Johan Zweipfennig jedenfalls ist ein Busfahrer aus Neumünster, der Jana Richter, die als Zukunftsforscherin in Freiburg lebt, einen Terminkalender zuschickt, den sie vor drei Jahren in einer Telefonzelle am Wendeplatz seines Busses vergessen hat. Warum hat er so lange damit gewartet? Gleich im ersten Brief steht diese Frage im Raum. Und warum wäre es für Jana Richter so unendlich wichtig gewesen, diesen Terminkalender schon viel früher zurückzuerhalten, der ihr bei einem Besuch in Neumünster verloren gegangen war? Das wiederum ist die Frage, zu der wir Leser erste Andeutungen im Antwortbrief erhalten. 

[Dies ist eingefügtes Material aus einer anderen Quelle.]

//! Expected queries and how incoming queries are matched against them.
//!
//! An [`Expectation`] is resolved once, when it is declared: its columns and
//! result rows are computed from the fixture store as it is at that moment.
//! Replacing a table afterwards does not change expectations that were
//! already declared.
//!
//! # Invariants
//!
//! - FIFO: the [`ExpectationQueue`] only ever hands out its head. An entry is
//!   removed exactly when a query matched it, so every expectation is
//!   consumed at most once.

use std::{collections::VecDeque, fmt, str::FromStr};

use livemock_proto::{
    IntoQuery, Query, Response, Value,
    query::normalize,
};
use regex::Regex;

use crate::{error::DeclarationError, filter::evaluate_filter, fixtures::FixtureStore};

/// Prefix of lines ignored by [`MatchMode::Loose`].
const CACHE_PREFIX: &str = "Cache: ";

/// Placeholder of [`MatchMode::Ellipsis`].
const ELLIPSIS: &str = "...";

/// How an incoming query is compared with an expected one.
#[derive(Debug, Clone, Copy, PartialEq, Eq, Default)]
pub enum MatchMode {
    /// Byte-exact equality.
    Strict,
    /// `...` in the expected query matches any text within a line; the rest
    /// must match exactly, over the whole query.
    Ellipsis,
    /// Every line of the expected query, except `Cache: ` lines, must occur
    /// verbatim somewhere in the incoming query.
    ///
    /// Extra lines and a different line order are accepted. This is lenient
    /// enough that `GET hosts` also matches `GET hosts\nColumns: name`;
    /// declare with [`MatchMode::Strict`] when that matters.
    #[default]
    Loose,
}

impl MatchMode {
    /// Name as accepted by [`FromStr`].
    pub fn as_str(self) -> &'static str {
        match self {
            Self::Strict => "strict",
            Self::Ellipsis => "ellipsis",
            Self::Loose => "loose",
        }
    }

    /// Whether `actual` matches `expected` under this mode.
    ///
    /// ```
    /// use livemock_core::MatchMode;
    ///
    /// assert!(MatchMode::Ellipsis.matches("Hello ... world!", "Hello cruel world!"));
    /// assert!(!MatchMode::Ellipsis.matches("...b", "abc"));
    /// assert!(MatchMode::Loose.matches(
    ///     "GET hosts\nColumns: name",
    ///     "GET hosts\nCache: reload\nColumns: name\nLocaltime: 12345",
    /// ));
    /// ```
    pub fn matches(self, expected: &str, actual: &str) -> bool {
        match self {
            Self::Strict => expected == actual,
            Self::Ellipsis => ellipsis_pattern(expected).is_ok_and(|re| re.is_match(actual)),
            Self::Loose => {
                let actual_lines: Vec<&str> = actual.lines().collect();
                expected
                    .lines()
                    .filter(|line| !line.starts_with(CACHE_PREFIX))
                    .all(|line| actual_lines.contains(&line))
            },
        }
    }
}

/// Compile an ellipsis pattern: literal text with `...` as lazy wildcards,
/// anchored at both ends.
fn ellipsis_pattern(expected: &str) -> Result<Regex, regex::Error> {
    let body: Vec<String> = expected.split(ELLIPSIS).map(regex::escape).collect();
    Regex::new(&format!(r"\A(?:{})\z", body.join(".*?")))
}

impl fmt::Display for MatchMode {
    fn fmt(&self, f: &mut fmt::Formatter<'_>) -> fmt::Result {
        f.write_str(self.as_str())
    }
}

impl FromStr for MatchMode {
    type Err = DeclarationError;

    fn from_str(s: &str) -> Result<Self, Self::Err> {
        match s {
            "strict" => Ok(Self::Strict),
            "ellipsis" => Ok(Self::Ellipsis),
            "loose" => Ok(Self::Loose),
            other => Err(DeclarationError::UnsupportedMatchMode(other.to_string())),
        }
    }
}

/// A declared query with its precomputed result.
#[derive(Debug, Clone, PartialEq)]
pub struct Expectation {
    query: String,
    columns: Vec<String>,
    rows: Response,
    mode: MatchMode,
}

impl Expectation {
    /// Resolve a declared query against the current fixture tables.
    ///
    /// Columns come from the `Columns:` line, or, when the query has none,
    /// from the sorted union of the table's columns. Without a table or
    /// without columns the result is empty.
    ///
    /// # Errors
    ///
    /// - `DeclarationError::UnknownTable` if columns are known but the table
    ///   is not stored
    /// - `DeclarationError::UnknownColumn` if a selected row lacks a column,
    ///   including inferred columns when rows of the table differ in keys
    /// - `DeclarationError::Filter` if the filter directives are invalid
    pub fn resolve(
        query: impl IntoQuery,
        mode: MatchMode,
        store: &FixtureStore,
    ) -> Result<Self, DeclarationError> {
        let query = normalize(query);
        let parsed = Query::new(&query);
        let table = parsed.table();

        let mut columns: Vec<String> = parsed
            .columns()
            .unwrap_or_default()
            .into_iter()
            .map(str::to_string)
            .collect();
        if columns.is_empty()
            && let Some(table) = table
        {
            columns = store.columns(table);
        }

        let mut rows = Response::new();
        if let Some(table) = table
            && !columns.is_empty()
        {
            let data = store
                .table(table)
                .ok_or_else(|| DeclarationError::UnknownTable { table: table.to_string() })?;

            for entry in evaluate_filter(&query, data)? {
                let row = columns
                    .iter()
                    .map(|column| {
                        entry.get(column).cloned().ok_or_else(|| DeclarationError::UnknownColumn {
                            table: table.to_string(),
                            column: column.clone(),
                        })
                    })
                    .collect::<Result<Vec<Value>, _>>()?;
                rows.push(row);
            }
        }

        Ok(Self { query, columns, rows, mode })
    }

    /// Expected query text, trailing newlines stripped.
    pub fn query(&self) -> &str {
        &self.query
    }

    /// Columns of the result, in response order.
    pub fn columns(&self) -> &[String] {
        &self.columns
    }

    /// Precomputed result rows.
    pub fn rows(&self) -> &Response {
        &self.rows
    }

    /// Match mode used for this entry.
    pub fn mode(&self) -> MatchMode {
        self.mode
    }

    /// Whether `actual` satisfies this expectation.
    pub fn matches(&self, actual: &str) -> bool {
        self.mode.matches(&self.query, actual)
    }

    /// Build the response for a matched query.
    ///
    /// With `column_headers` the first row holds the column names. With a
    /// `site_marker` every data row starts with that marker; the header row
    /// never does.
    pub fn into_response(self, column_headers: bool, site_marker: Option<&str>) -> Response {
        let mut response = Response::with_capacity(self.rows.len() + 1);
        if column_headers {
            response.push(self.columns.into_iter().map(Value::Str).collect());
        }
        match site_marker {
            Some(marker) => response.extend(self.rows.into_iter().map(|row| {
                let mut prefixed = Vec::with_capacity(row.len() + 1);
                prefixed.push(Value::from(marker));
                prefixed.extend(row);
                prefixed
            })),
            None => response.extend(self.rows),
        }
        response
    }
}

/// FIFO queue of expectations.
#[derive(Debug, Clone, Default)]
pub struct ExpectationQueue {
    entries: VecDeque<Expectation>,
}

impl ExpectationQueue {
    /// Create an empty queue.
    pub fn new() -> Self {
        Self::default()
    }

    /// Append an expectation.
    pub fn push(&mut self, expectation: Expectation) {
        self.entries.push_back(expectation);
    }

    /// Insert an expectation at `position`; positions past the end append.
    pub fn insert(&mut self, position: usize, expectation: Expectation) {
        let position = position.min(self.entries.len());
        self.entries.insert(position, expectation);
    }

    /// The next expectation to be matched.
    pub fn head(&self) -> Option<&Expectation> {
        self.entries.front()
    }

    /// Remove and return the head.
    pub fn pop(&mut self) -> Option<Expectation> {
        self.entries.pop_front()
    }

    /// Number of expectations left.
    pub fn len(&self) -> usize {
        self.entries.len()
    }

    /// Whether every expectation was consumed.
    pub fn is_empty(&self) -> bool {
        self.entries.is_empty()
    }

    /// Expected queries in queue order.
    pub fn queries(&self) -> impl Iterator<Item = &str> {
        self.entries.iter().map(Expectation::query)
    }

    /// Remove every expectation, returning their queries in queue order.
    pub fn drain(&mut self) -> Vec<String> {
        self.entries.drain(..).map(|expectation| expectation.query).collect()
    }
}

»I get a Bird« – übrigens die Aufschrift des schmuddeligen Leinenbeutels, in dem Johan den gefundenen Terminkalender jahrelang aufbewahrte – ist ein Buch voller Improvisationen. Die beiden Autoren wachsen so hinein in ihre Rollen, dass sich tatsächlich zwei völlig Fremde schreiben und aus den ersten beiden Briefen entwickelt sich ein intensiver Austausch. Vor den Augen der Leser breiten sich zwei Leben aus, die von Verlust und Enttäuschungen schwer getroffen sind. Zwei Menschen, die mit dem Rücken an der Wand stehen, denen das Glück abhandengekommen ist. Und die beide in ihrem Briefwechsel Trost und Hoffnung finden.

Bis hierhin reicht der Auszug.